Among the entries below, how many lines have the string "that" in them? Only the number should be given.

━━━━━━━━━━━━━━━━

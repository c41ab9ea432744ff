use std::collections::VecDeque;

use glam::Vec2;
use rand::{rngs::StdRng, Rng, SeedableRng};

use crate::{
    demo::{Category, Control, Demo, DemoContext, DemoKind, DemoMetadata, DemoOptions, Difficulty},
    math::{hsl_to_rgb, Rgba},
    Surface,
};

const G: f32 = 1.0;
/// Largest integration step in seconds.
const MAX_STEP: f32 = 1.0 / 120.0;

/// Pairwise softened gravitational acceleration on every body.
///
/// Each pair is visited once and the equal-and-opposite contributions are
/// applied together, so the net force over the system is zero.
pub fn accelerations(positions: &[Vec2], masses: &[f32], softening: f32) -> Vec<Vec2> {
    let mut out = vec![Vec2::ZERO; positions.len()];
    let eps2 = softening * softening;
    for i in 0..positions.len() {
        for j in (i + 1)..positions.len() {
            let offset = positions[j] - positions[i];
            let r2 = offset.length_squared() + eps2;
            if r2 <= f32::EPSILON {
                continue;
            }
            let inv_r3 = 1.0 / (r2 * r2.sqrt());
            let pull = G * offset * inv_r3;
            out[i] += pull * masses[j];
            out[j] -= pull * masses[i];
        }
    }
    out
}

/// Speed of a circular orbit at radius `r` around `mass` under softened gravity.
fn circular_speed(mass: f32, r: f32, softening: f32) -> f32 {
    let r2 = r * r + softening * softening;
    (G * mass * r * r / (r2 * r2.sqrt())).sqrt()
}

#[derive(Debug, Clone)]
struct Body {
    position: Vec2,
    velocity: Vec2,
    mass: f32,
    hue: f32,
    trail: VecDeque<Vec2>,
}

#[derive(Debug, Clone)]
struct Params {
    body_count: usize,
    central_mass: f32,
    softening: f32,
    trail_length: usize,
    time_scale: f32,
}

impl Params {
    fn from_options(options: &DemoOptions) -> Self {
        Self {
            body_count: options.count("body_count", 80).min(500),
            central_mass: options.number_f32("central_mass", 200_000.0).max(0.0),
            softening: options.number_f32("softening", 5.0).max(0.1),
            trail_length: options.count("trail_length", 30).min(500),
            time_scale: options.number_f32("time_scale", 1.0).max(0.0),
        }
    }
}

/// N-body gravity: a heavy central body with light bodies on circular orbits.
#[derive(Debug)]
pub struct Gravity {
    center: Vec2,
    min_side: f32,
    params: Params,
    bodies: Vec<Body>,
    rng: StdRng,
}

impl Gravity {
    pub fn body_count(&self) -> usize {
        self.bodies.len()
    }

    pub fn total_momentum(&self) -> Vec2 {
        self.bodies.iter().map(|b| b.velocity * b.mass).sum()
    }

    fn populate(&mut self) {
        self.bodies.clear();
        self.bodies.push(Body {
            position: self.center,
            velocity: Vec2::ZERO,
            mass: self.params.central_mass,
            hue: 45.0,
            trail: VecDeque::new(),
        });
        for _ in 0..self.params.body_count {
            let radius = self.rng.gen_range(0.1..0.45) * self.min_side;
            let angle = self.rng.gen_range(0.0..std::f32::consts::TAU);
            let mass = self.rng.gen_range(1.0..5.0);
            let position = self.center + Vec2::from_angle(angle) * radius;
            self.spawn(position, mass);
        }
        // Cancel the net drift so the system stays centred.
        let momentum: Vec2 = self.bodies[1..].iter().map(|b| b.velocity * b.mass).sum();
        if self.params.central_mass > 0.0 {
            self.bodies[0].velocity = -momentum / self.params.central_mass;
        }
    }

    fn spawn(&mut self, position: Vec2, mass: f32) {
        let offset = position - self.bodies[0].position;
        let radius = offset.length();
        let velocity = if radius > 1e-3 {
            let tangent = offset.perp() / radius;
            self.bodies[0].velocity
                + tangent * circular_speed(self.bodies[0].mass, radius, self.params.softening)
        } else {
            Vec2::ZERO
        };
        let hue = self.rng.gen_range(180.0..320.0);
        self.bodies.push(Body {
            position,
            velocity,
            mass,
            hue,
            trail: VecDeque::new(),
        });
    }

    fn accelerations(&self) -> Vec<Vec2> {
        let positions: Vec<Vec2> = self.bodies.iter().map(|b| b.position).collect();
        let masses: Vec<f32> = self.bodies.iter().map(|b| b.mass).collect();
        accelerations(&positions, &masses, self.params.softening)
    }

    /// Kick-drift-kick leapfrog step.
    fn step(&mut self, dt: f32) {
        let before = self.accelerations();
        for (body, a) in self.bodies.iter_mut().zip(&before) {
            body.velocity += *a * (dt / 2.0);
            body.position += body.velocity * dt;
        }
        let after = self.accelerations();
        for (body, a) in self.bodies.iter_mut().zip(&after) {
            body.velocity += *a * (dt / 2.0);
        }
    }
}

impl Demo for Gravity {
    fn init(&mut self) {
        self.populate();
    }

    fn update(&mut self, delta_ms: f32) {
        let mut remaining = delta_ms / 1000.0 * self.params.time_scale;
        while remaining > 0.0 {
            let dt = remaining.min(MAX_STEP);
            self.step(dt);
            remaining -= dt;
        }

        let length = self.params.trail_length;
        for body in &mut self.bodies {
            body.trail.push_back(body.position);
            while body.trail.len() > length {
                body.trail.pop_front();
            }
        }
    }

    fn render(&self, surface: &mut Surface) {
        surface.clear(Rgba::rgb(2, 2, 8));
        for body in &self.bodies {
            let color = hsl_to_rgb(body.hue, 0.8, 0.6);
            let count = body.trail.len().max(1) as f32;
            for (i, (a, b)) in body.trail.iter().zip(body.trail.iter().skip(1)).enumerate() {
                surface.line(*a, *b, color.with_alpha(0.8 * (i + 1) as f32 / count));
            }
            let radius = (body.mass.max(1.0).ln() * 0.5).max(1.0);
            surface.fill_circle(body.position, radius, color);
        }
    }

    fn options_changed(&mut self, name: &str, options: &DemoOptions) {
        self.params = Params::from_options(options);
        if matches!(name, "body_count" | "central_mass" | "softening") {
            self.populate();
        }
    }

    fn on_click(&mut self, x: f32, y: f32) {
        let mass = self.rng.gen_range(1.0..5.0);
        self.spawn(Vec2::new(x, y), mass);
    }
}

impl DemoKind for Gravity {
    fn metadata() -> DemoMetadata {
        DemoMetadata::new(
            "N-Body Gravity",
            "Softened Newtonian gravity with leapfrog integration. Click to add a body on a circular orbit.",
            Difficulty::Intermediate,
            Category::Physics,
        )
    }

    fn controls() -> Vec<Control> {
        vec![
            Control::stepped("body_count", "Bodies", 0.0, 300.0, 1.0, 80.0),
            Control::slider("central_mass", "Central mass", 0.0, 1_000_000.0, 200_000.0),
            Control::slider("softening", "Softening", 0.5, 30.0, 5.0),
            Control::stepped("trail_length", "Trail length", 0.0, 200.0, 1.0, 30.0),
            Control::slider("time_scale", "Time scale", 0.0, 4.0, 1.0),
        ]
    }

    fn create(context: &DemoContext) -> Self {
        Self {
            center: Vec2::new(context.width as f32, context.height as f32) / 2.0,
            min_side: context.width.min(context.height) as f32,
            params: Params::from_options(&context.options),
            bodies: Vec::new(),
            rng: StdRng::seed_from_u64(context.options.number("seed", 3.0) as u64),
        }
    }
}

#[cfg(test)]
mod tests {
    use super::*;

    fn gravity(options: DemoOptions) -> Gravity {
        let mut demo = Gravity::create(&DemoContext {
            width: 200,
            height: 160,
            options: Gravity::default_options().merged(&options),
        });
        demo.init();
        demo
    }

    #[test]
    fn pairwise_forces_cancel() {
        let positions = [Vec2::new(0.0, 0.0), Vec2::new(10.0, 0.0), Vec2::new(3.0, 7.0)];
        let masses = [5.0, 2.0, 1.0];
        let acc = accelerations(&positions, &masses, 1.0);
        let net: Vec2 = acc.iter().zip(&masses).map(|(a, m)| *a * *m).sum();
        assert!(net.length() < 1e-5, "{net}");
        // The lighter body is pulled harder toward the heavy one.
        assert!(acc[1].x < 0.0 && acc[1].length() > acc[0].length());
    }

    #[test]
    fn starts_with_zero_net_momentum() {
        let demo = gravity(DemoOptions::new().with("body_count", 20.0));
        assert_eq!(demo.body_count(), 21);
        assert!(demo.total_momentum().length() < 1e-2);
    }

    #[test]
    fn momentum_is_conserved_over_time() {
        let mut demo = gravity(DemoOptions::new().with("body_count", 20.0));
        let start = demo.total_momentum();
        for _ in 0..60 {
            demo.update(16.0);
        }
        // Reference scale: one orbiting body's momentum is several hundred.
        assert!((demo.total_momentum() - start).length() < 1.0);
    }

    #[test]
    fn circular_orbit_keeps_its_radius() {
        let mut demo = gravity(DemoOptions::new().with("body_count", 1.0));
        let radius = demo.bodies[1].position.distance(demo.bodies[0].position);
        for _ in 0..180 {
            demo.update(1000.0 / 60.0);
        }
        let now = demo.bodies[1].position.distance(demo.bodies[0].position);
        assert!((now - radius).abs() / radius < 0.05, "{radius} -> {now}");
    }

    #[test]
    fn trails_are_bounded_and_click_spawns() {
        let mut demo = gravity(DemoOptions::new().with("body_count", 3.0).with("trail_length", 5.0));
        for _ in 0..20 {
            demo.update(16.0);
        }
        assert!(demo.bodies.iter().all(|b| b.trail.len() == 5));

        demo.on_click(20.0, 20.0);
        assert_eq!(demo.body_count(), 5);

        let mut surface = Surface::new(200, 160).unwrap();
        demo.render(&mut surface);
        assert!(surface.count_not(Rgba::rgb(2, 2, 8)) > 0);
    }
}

━━━━━━━━━━━━━━━━

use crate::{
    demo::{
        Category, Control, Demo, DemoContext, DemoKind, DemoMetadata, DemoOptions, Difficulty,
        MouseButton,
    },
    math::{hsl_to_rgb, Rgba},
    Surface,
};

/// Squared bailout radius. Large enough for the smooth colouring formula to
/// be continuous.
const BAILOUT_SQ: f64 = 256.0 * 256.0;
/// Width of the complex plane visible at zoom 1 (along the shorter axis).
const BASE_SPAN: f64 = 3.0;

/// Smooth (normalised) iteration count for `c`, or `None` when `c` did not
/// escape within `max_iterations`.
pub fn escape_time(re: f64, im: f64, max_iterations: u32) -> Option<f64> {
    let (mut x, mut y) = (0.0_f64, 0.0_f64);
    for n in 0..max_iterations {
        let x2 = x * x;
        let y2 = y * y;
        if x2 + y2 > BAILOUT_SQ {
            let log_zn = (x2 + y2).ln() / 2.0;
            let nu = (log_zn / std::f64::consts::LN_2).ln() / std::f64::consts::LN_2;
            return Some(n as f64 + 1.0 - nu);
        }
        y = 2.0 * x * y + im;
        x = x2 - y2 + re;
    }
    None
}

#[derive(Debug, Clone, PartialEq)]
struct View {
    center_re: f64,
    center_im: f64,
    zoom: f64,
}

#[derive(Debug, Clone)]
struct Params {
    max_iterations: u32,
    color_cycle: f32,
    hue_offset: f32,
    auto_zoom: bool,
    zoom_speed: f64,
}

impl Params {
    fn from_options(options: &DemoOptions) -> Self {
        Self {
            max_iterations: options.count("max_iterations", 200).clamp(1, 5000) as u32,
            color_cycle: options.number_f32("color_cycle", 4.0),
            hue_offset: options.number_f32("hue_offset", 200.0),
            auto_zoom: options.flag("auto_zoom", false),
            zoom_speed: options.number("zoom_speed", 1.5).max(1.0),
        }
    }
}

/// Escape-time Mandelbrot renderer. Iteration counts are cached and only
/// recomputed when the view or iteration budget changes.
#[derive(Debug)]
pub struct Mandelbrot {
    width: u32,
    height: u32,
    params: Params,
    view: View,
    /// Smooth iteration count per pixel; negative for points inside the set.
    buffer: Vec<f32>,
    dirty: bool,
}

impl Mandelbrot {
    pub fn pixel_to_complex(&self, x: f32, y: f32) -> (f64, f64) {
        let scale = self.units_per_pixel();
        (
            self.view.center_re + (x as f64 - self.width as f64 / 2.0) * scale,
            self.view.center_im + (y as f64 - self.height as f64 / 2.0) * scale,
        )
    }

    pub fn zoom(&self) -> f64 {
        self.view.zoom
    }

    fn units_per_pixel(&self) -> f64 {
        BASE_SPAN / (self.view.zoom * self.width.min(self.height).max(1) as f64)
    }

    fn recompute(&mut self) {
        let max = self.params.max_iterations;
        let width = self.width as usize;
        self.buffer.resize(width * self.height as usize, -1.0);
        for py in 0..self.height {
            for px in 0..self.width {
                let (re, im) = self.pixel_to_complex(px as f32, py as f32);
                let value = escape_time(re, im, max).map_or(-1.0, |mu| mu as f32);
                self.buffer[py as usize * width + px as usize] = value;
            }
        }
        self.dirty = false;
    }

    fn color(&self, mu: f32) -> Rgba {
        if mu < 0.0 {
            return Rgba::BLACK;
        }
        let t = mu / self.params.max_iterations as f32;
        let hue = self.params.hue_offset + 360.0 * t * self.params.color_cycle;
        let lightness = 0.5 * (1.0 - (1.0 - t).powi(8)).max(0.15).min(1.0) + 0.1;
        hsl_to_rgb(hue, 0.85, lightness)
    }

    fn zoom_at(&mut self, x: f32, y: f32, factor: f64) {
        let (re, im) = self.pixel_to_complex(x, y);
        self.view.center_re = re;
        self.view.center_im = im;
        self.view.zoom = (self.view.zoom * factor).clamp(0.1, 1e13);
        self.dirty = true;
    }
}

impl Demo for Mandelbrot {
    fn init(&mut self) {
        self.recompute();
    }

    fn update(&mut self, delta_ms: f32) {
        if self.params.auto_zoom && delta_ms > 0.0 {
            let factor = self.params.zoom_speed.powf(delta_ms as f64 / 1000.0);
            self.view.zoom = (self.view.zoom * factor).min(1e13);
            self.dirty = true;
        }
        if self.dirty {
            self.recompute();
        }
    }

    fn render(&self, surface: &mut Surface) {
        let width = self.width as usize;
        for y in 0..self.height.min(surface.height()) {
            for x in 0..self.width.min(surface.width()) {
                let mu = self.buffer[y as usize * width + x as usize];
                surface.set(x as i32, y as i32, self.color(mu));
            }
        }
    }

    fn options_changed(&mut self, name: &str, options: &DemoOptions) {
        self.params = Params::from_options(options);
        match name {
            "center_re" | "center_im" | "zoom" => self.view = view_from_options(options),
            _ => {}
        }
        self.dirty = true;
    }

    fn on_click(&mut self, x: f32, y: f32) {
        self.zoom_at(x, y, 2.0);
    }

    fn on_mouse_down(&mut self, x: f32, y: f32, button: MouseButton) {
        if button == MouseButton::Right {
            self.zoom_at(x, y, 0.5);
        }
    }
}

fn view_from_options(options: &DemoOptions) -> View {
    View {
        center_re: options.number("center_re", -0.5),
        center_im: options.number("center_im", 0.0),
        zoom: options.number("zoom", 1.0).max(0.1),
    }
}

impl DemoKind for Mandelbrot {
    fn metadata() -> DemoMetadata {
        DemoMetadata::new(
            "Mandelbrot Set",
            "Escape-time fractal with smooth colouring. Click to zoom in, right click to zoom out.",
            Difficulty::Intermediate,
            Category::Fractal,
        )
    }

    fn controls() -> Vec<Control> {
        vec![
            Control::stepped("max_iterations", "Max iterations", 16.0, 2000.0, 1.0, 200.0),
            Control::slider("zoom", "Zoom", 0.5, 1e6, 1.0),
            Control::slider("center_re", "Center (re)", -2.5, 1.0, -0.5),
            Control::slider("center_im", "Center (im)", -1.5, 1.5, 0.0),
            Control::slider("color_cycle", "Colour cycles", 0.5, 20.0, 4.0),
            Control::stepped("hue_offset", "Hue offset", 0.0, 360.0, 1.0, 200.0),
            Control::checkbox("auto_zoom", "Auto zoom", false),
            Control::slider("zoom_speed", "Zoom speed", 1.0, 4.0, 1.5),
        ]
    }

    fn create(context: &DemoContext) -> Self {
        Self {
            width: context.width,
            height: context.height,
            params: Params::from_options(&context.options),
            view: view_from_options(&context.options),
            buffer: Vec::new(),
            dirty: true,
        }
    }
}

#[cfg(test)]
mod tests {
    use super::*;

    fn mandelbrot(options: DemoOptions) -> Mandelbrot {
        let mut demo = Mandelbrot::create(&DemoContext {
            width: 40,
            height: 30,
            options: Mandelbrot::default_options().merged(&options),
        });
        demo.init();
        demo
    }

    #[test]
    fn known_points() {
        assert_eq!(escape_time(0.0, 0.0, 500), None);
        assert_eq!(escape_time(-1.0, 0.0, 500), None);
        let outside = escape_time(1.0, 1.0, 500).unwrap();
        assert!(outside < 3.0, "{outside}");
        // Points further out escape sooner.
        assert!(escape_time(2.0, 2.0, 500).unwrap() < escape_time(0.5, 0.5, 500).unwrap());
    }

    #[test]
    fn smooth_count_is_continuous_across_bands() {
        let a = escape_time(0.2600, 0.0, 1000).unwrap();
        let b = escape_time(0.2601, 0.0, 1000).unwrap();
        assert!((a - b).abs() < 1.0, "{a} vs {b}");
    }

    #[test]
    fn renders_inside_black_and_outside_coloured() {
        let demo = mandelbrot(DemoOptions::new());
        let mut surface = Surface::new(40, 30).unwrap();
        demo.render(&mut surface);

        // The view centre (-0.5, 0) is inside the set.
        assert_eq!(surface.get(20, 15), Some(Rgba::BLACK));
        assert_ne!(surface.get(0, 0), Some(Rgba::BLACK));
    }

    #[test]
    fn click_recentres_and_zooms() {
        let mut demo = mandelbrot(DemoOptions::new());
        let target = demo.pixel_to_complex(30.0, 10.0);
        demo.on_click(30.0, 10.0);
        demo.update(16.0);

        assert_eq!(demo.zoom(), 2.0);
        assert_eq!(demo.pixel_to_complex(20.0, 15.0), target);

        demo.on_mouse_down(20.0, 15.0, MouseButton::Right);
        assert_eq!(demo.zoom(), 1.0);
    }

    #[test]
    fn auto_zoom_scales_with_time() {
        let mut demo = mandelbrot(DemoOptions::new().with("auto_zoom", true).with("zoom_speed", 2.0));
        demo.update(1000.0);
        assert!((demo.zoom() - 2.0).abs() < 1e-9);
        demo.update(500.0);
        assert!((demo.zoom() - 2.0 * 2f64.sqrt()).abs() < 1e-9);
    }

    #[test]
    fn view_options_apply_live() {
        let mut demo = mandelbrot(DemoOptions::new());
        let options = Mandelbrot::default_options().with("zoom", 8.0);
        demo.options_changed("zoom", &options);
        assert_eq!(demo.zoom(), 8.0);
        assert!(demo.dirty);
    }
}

━━━━━━━━━━━━━━━━

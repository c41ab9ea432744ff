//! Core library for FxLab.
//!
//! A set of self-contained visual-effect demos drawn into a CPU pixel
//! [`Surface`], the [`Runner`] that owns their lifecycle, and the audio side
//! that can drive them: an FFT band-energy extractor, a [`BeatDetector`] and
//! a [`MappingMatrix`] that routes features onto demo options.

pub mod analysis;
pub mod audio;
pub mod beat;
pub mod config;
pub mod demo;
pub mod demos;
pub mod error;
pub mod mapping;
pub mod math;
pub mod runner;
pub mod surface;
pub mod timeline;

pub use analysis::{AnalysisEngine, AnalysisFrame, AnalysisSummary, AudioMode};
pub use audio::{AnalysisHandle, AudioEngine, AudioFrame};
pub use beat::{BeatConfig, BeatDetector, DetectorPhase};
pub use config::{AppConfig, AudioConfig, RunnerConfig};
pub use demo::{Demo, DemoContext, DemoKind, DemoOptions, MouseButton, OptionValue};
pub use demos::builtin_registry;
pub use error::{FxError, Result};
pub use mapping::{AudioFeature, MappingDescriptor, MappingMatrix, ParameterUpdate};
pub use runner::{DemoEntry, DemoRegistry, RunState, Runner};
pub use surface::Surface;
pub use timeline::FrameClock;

━━━━━━━━━━━━━━━━

Output below:
3